Он расстегнул молнию и выглянул из палатки. Над лагерем сплетались синие сумерки. Несмотря на не очень поздний час, все уже забились по палаткам, напротив склада прохаживались двое дежурных. Ботаник бесшумно пополз на четвереньках в сторону леса, с каждым глотком свежего воздуха в голове у него прояснялось, двигаться становилось все легче. Он понимал, что надо спешить. Достигнув опушки, Ботаник обернулся. Половецкие шатры лагеря спали на фоне рассыпанных звёзд, только из палатки профессора падала жёлтая полоска света. Он вздрогнул, как от ожога, качнулся вперёд. Броситься туда, одним ударом разодрать податливую ткань! Сомкнуть зубы на горле!

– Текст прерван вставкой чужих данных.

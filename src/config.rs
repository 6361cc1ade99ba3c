use crate::error::ExporterError;
use anyhow::{Context, Result};
use secrecy::SecretString;
use serde::Deserialize;
use std::collections::HashMap;

/// Module used when a scrape request carries no `module` parameter.
pub const DEFAULT_MODULE: &str = "default";

#[derive(Debug, Deserialize, Clone)]
pub struct Config {
    #[serde(default)]
    pub server: ServerConfig,
    #[serde(default)]
    pub modules: HashMap<String, ModuleConfig>,
}

#[derive(Debug, Deserialize, Clone)]
pub struct ServerConfig {
    #[serde(default = "default_addr")]
    pub addr: String,
    #[serde(default = "default_port")]
    pub port: u16,
}

/// Credentials, proxy address and collector selection for one group of arrays.
#[derive(Debug, Deserialize, Clone)]
pub struct ModuleConfig {
    pub user: String,
    pub password: SecretString,
    pub proxy_url: String,
    /// Collectors to run; `None` or an empty list selects the default-enabled set.
    #[serde(default)]
    pub collectors: Option<Vec<String>>,
    #[serde(default = "default_timeout")]
    pub timeout_seconds: u64,
    /// Extra PEM root certificate trusted for `https` proxies.
    #[serde(default)]
    pub root_ca: Option<String>,
    #[serde(default)]
    pub insecure_ssl: bool,
}

impl Default for ServerConfig {
    fn default() -> Self {
        Self {
            addr: default_addr(),
            port: default_port(),
        }
    }
}

fn default_addr() -> String {
    "0.0.0.0".to_string()
}

fn default_port() -> u16 {
    9313
}

fn default_timeout() -> u64 {
    10
}

impl Config {
    pub fn load(path: &str) -> Result<Self> {
        // Load environment variables from .env if present
        dotenvy::dotenv().ok();

        let config = config::Config::builder()
            .add_source(config::File::with_name(path).required(false))
            .add_source(config::Environment::with_prefix("ESERIES_EXPORTER").separator("__"))
            .build()
            .context("Failed to build configuration")?;

        let config: Self = config
            .try_deserialize()
            .context("Failed to deserialize configuration")?;
        config.validate()?;
        Ok(config)
    }

    /// Reject modules that could never produce a scrape
    pub fn validate(&self) -> std::result::Result<(), ExporterError> {
        for (name, module) in &self.modules {
            if module.proxy_url.trim().is_empty() {
                return Err(ExporterError::Config(format!(
                    "module {} has an empty proxy_url",
                    name
                )));
            }
            if module.timeout_seconds == 0 {
                return Err(ExporterError::Config(format!(
                    "module {} has a zero timeout_seconds",
                    name
                )));
            }
        }
        Ok(())
    }

    pub fn module(&self, name: &str) -> Option<&ModuleConfig> {
        self.modules.get(name)
    }
}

Лёша Ботаник что есть силы треснул себя кулаком по лбу! Вот так тебе! На ещё! На! В голове прояснилось, ночь вновь обрела привычный человечьим чувствам цвет и запах. Не дожидаясь, когда на него опять «накатит», Ботаник опрометью рванул в чащу. Он бежал, выставив вперёд руки, чтобы не напороться на ствол, не чувствуя, как хлещут по лицу колючие ветки, оскальзывался на ворохах шишек, бежал до колотья в боку. Он промчался по лесу, как молодой лось, и вылетел на травяной пригорок.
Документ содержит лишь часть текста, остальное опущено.